My counter to "There are enough people already" is, as mentioned in a
recent thread, that we may or may not experience an overopulation crisis
in the future but that doesn't matter, because the choice we have today
is whether to condemn people to death in the future by delaying the
development of a cure for aging, and condemning people to death is bad,
worse than anything else we might do like condemning people to birth
control.
My counter to "It won't happen in our lifetime" is the same: that saving
lives is a worthy pursuit, whether or not we are among those whose lives
are saved. Giving someone the option to live indefinitely when otherwise
they would live a max of 120 years is saving their life, just as giving
a 10-year-old surgery that lets them live to 80 is saving their life.

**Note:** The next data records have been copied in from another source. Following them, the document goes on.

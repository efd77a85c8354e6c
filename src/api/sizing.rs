use std::cell::Cell;
use std::fmt;
use std::rc::Rc;

use tracing::trace;

use crate::render::ChartDrawer;

use super::BaseChart;

/// Custom size calculator; receives the root's bounding box when laid out.
pub type SizeCalculator = Rc<dyn Fn(Option<(f64, f64)>) -> f64>;

/// How a chart derives its width or height.
#[derive(Clone, Default)]
pub enum SizeSpec {
    /// Root bounding box, floored at the configured minimum.
    #[default]
    Default,
    Fixed(f64),
    Computed(SizeCalculator),
}

impl fmt::Debug for SizeSpec {
    fn fmt(&self, f: &mut fmt::Formatter<'_>) -> fmt::Result {
        match self {
            Self::Default => f.write_str("Default"),
            Self::Fixed(value) => f.debug_tuple("Fixed").field(value).finish(),
            Self::Computed(_) => f.write_str("Computed(..)"),
        }
    }
}

impl From<f64> for SizeSpec {
    fn from(value: f64) -> Self {
        Self::Fixed(value)
    }
}

impl From<Option<f64>> for SizeSpec {
    fn from(value: Option<f64>) -> Self {
        value.map_or(Self::Default, Self::Fixed)
    }
}

#[derive(Debug, Clone, Copy)]
enum Axis {
    Width,
    Height,
}

impl SizeSpec {
    fn resolve(&self, axis: Axis, bounding_box: Option<(f64, f64)>, minimum: f64) -> f64 {
        match self {
            Self::Default => {
                let measured = bounding_box.map(|(width, height)| match axis {
                    Axis::Width => width,
                    Axis::Height => height,
                });
                match measured {
                    Some(measured) if measured > minimum => measured,
                    _ => minimum,
                }
            }
            Self::Fixed(value) => *value,
            Self::Computed(calculator) => calculator(bounding_box),
        }
    }
}

/// Size calculators plus the lazily filled cache.
#[derive(Debug, Default)]
pub(super) struct SizeState {
    width: SizeSpec,
    height: SizeSpec,
    cached_width: Cell<Option<f64>>,
    cached_height: Cell<Option<f64>>,
}

impl SizeState {
    pub(super) fn invalidate(&self) {
        self.cached_width.set(None);
        self.cached_height.set(None);
    }
}

impl<D: ChartDrawer> BaseChart<D> {
    /// Current width, computed on first access after an invalidation.
    #[must_use]
    pub fn width(&self) -> f64 {
        self.cached_size(Axis::Width)
    }

    #[must_use]
    pub fn height(&self) -> f64 {
        self.cached_size(Axis::Height)
    }

    pub fn set_width(&mut self, spec: impl Into<SizeSpec>) {
        self.sizing.width = spec.into();
        self.sizing.cached_width.set(None);
    }

    pub fn set_height(&mut self, spec: impl Into<SizeSpec>) {
        self.sizing.height = spec.into();
        self.sizing.cached_height.set(None);
    }

    /// Drops the cached size so the next access recomputes it.
    pub fn reset_size(&self) {
        self.sizing.invalidate();
    }

    #[must_use]
    pub fn min_width(&self) -> f64 {
        self.config.settings.min_width
    }

    pub fn set_min_width(&mut self, min_width: f64) {
        self.config.settings.min_width = min_width;
    }

    #[must_use]
    pub fn min_height(&self) -> f64 {
        self.config.settings.min_height
    }

    pub fn set_min_height(&mut self, min_height: f64) {
        self.config.settings.min_height = min_height;
    }

    fn cached_size(&self, axis: Axis) -> f64 {
        let (cache, spec, minimum) = match axis {
            Axis::Width => (
                &self.sizing.cached_width,
                &self.sizing.width,
                self.config.settings.min_width,
            ),
            Axis::Height => (
                &self.sizing.cached_height,
                &self.sizing.height,
                self.config.settings.min_height,
            ),
        };
        if let Some(size) = cache.get() {
            return size;
        }
        let bounding_box = self
            .root()
            .and_then(|surface| surface.borrow().bounding_box());
        let size = spec.resolve(axis, bounding_box, minimum);
        trace!(chart_id = %self.id, ?axis, size, "size computed");
        cache.set(Some(size));
        size
    }
}

#[cfg(test)]
mod tests {
    use std::rc::Rc;

    use super::SizeSpec;
    use crate::api::{Anchor, BaseChart};
    use crate::render::{HeadlessSurface, NullDrawer};

    #[test]
    fn unanchored_chart_uses_minimum_size() {
        let chart = BaseChart::new(NullDrawer::default());
        assert_eq!(chart.width(), 200.0);
        assert_eq!(chart.height(), 200.0);
    }

    #[test]
    fn default_size_is_floored_at_minimum() {
        let surface = HeadlessSurface::with_bounding_box(640.0, 120.0).shared();
        let mut chart = BaseChart::new(NullDrawer::default());
        chart
            .anchor(Some(Anchor::element("#chart", surface)))
            .expect("anchor");
        assert_eq!(chart.width(), 640.0);
        assert_eq!(chart.height(), 200.0);
    }

    #[test]
    fn cached_size_survives_layout_changes_until_reset() {
        let surface = HeadlessSurface::with_bounding_box(640.0, 480.0).shared();
        let mut chart = BaseChart::new(NullDrawer::default());
        chart
            .anchor(Some(Anchor::element("chart", surface.clone())))
            .expect("anchor");
        assert_eq!(chart.width(), 640.0);

        surface.borrow_mut().set_bounding_box(Some((800.0, 480.0)));
        assert_eq!(chart.width(), 640.0);

        chart.reset_size();
        assert_eq!(chart.width(), 800.0);
    }

    #[test]
    fn fixed_and_computed_specs_replace_the_calculator() {
        let mut chart = BaseChart::new(NullDrawer::default());
        chart.set_width(120.0);
        assert_eq!(chart.width(), 120.0);

        chart.set_width(SizeSpec::Computed(Rc::new(|bounding_box: Option<(f64, f64)>| {
            bounding_box.map_or(42.0, |(width, _)| width / 2.0)
        })));
        assert_eq!(chart.width(), 42.0);

        chart.set_width(SizeSpec::Default);
        assert_eq!(chart.width(), 200.0);
    }
}
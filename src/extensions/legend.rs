use serde::{Deserialize, Serialize};

use crate::api::ChartId;
use crate::error::ChartResult;

/// One entry a chart offers to its legend.
#[derive(Debug, Clone, PartialEq, Serialize, Deserialize)]
pub struct LegendItem {
    pub name: String,
    pub color: Option<String>,
    #[serde(default)]
    pub hidden: bool,
}

impl LegendItem {
    #[must_use]
    pub fn new(name: impl Into<String>) -> Self {
        Self {
            name: name.into(),
            color: None,
            hidden: false,
        }
    }

    #[must_use]
    pub fn with_color(mut self, color: impl Into<String>) -> Self {
        self.color = Some(color.into());
        self
    }
}

/// Legend widget attached to a chart.
///
/// Layout is up to the implementation; the chart only hands over its items
/// after every render and redraw.
pub trait Legend {
    fn render(&mut self, chart_id: ChartId, items: &[LegendItem]) -> ChartResult<()>;
}
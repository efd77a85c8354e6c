use tracing::{debug, debug_span};

use crate::error::ChartResult;
use crate::extensions::{Channel, EventPayload};
use crate::render::{ChartDrawer, DrawContext};

use super::BaseChart;

#[derive(Debug, Clone, Copy, PartialEq, Eq)]
enum DrawPhase {
    Render,
    Redraw,
}

impl<D: ChartDrawer> BaseChart<D> {
    /// Full render: fresh size, mandatory attribute check, draw step,
    /// legend, then the `postRender` renderlets.
    ///
    /// A missing mandatory attribute fails before the draw step runs.
    pub fn render(&mut self) -> ChartResult<()> {
        let _span = debug_span!("render", chart_id = %self.id).entered();
        self.sizing.invalidate();
        self.fire(Channel::PreRender, EventPayload::None);
        self.check_mandatory_attributes()?;
        self.draw(DrawPhase::Render)?;
        self.render_legend()?;
        self.activate_renderlets(Channel::PostRender);
        Ok(())
    }

    /// Incremental redraw reusing the cached size.
    pub fn redraw(&mut self) -> ChartResult<()> {
        let _span = debug_span!("redraw", chart_id = %self.id).entered();
        self.size_svg();
        self.fire(Channel::PreRedraw, EventPayload::None);
        self.draw(DrawPhase::Redraw)?;
        self.render_legend()?;
        self.activate_renderlets(Channel::PostRedraw);
        Ok(())
    }

    fn size_svg(&self) {
        if !self.svg_generated {
            return;
        }
        if let Some(surface) = self.root() {
            let (width, height) = (self.width(), self.height());
            surface.borrow_mut().resize(width, height);
        }
    }

    fn draw(&mut self, phase: DrawPhase) -> ChartResult<()> {
        let width = self.width();
        let height = self.height();
        let anchor_name = self.anchor_name();
        let surface = self.root().cloned();
        let mut ctx = DrawContext {
            chart_id: self.id,
            anchor_name: &anchor_name,
            width,
            height,
            config: &self.config,
            filters: &self.filters,
            group: self.group.as_ref(),
            surface: surface.as_ref(),
            svg_generated: &mut self.svg_generated,
            dispatcher: &self.dispatcher,
        };
        debug!(?phase, width, height, "draw step");
        match phase {
            DrawPhase::Render => self.drawer.do_render(&mut ctx),
            DrawPhase::Redraw => self.drawer.do_redraw(&mut ctx),
        }
    }

    /// Fires `pretransition` now; `renderlet` and `terminal` either follow
    /// immediately or once the surface's transition has finished.
    fn activate_renderlets(&self, terminal: Channel) {
        self.fire(Channel::Pretransition, EventPayload::None);

        let timing = self.transition_timing();
        let animated_surface = self
            .root()
            .filter(|_| self.svg_generated && timing.is_animated());

        match animated_surface {
            Some(surface) => {
                let dispatcher = self.dispatcher.clone();
                let deferred = [
                    self.event(Channel::Renderlet, EventPayload::None),
                    self.event(terminal, EventPayload::None),
                ];
                debug!(
                    duration_ms = timing.duration.as_millis() as u64,
                    delay_ms = timing.delay.as_millis() as u64,
                    "renderlets deferred until transition end"
                );
                let finished = surface.borrow_mut().after_transition(
                    timing,
                    Box::new(move || {
                        for event in &deferred {
                            dispatcher.fire(event);
                        }
                    }),
                );
                if let Some(continuation) = finished {
                    continuation();
                }
            }
            None => {
                self.fire(Channel::Renderlet, EventPayload::None);
                self.fire(terminal, EventPayload::None);
            }
        }
    }
}
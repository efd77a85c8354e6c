use tracing::debug;

use crate::error::{ChartError, ChartResult};
use crate::render::{ChartDrawer, SharedSurface};

use super::{BaseChart, ChartId};

/// Where a chart is attached.
#[derive(Clone)]
pub enum Anchor {
    /// Top-level chart owning its root element.
    Element { name: String, surface: SharedSurface },
    /// Sub-chart of a composite chart, drawing into the parent's surface.
    Parent {
        parent_id: ChartId,
        anchor_name: String,
        surface: SharedSurface,
    },
}

impl Anchor {
    #[must_use]
    pub fn element(name: impl Into<String>, surface: SharedSurface) -> Self {
        Self::Element {
            name: name.into(),
            surface,
        }
    }

    /// Anchor inside an already anchored composite chart.
    pub fn child_of<P: ChartDrawer>(parent: &BaseChart<P>) -> ChartResult<Self> {
        let surface = parent.root().cloned().ok_or_else(|| ChartError::MissingAnchor {
            chart: parent.anchor_name(),
        })?;
        Ok(Self::Parent {
            parent_id: parent.chart_id(),
            anchor_name: parent.anchor_name(),
            surface,
        })
    }

    fn surface(&self) -> &SharedSurface {
        match self {
            Self::Element { surface, .. } | Self::Parent { surface, .. } => surface,
        }
    }
}

impl<D: ChartDrawer> BaseChart<D> {
    /// Attaches the chart to a surface.
    ///
    /// Registration in a chart group is done by [`super::ChartHandle::anchor`];
    /// this only records the attachment. Re-anchoring drops the generated svg.
    pub fn anchor(&mut self, anchor: Option<Anchor>) -> ChartResult<()> {
        let Some(anchor) = anchor else {
            return Err(ChartError::MissingAnchor {
                chart: self.anchor_name(),
            });
        };
        self.anchor = Some(anchor);
        self.svg_generated = false;
        self.sizing.invalidate();
        debug!(
            chart_id = %self.id,
            anchor = %self.anchor_name(),
            child = self.is_child(),
            "chart anchored"
        );
        Ok(())
    }

    #[must_use]
    pub fn is_anchored(&self) -> bool {
        self.anchor.is_some()
    }

    /// Attachment name without a leading `#`; falls back to `dc-chart{id}`.
    #[must_use]
    pub fn anchor_name(&self) -> String {
        match &self.anchor {
            Some(Anchor::Element { name, .. }) => {
                name.strip_prefix('#').unwrap_or(name).to_owned()
            }
            Some(Anchor::Parent { anchor_name, .. }) => anchor_name.clone(),
            None => format!("dc-chart{}", self.id),
        }
    }

    /// Parent of a sub-chart.
    #[must_use]
    pub fn parent_anchor(&self) -> Option<ChartId> {
        match &self.anchor {
            Some(Anchor::Parent { parent_id, .. }) => Some(*parent_id),
            _ => None,
        }
    }

    #[must_use]
    pub fn is_child(&self) -> bool {
        self.parent_anchor().is_some()
    }

    #[must_use]
    pub fn root(&self) -> Option<&SharedSurface> {
        self.anchor.as_ref().map(Anchor::surface)
    }

    /// Whether a draw step has generated an svg since the last anchoring.
    #[must_use]
    pub fn svg(&self) -> bool {
        self.svg_generated
    }
}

(Conversely, not doing so is condemning them to death, otherwise known
as executing them.)
I am currently at the Gerontological Society of America conference in
San Diego and have had some interestsing discussions about the curious
absence from ethical debates about life extension of any mention of the
rather easily understood concept of human rights, and in particular of
the most basic human right of all, the right of the living human to keep
on living as long as they choose. Once it is seen that opposing curing
aging equates to advocating that humanity perpetrate an entire holocaust
every two months, quite a few arguments against life extension seem to
fall bby the wayside.
Let us know what your mother says in resopnse.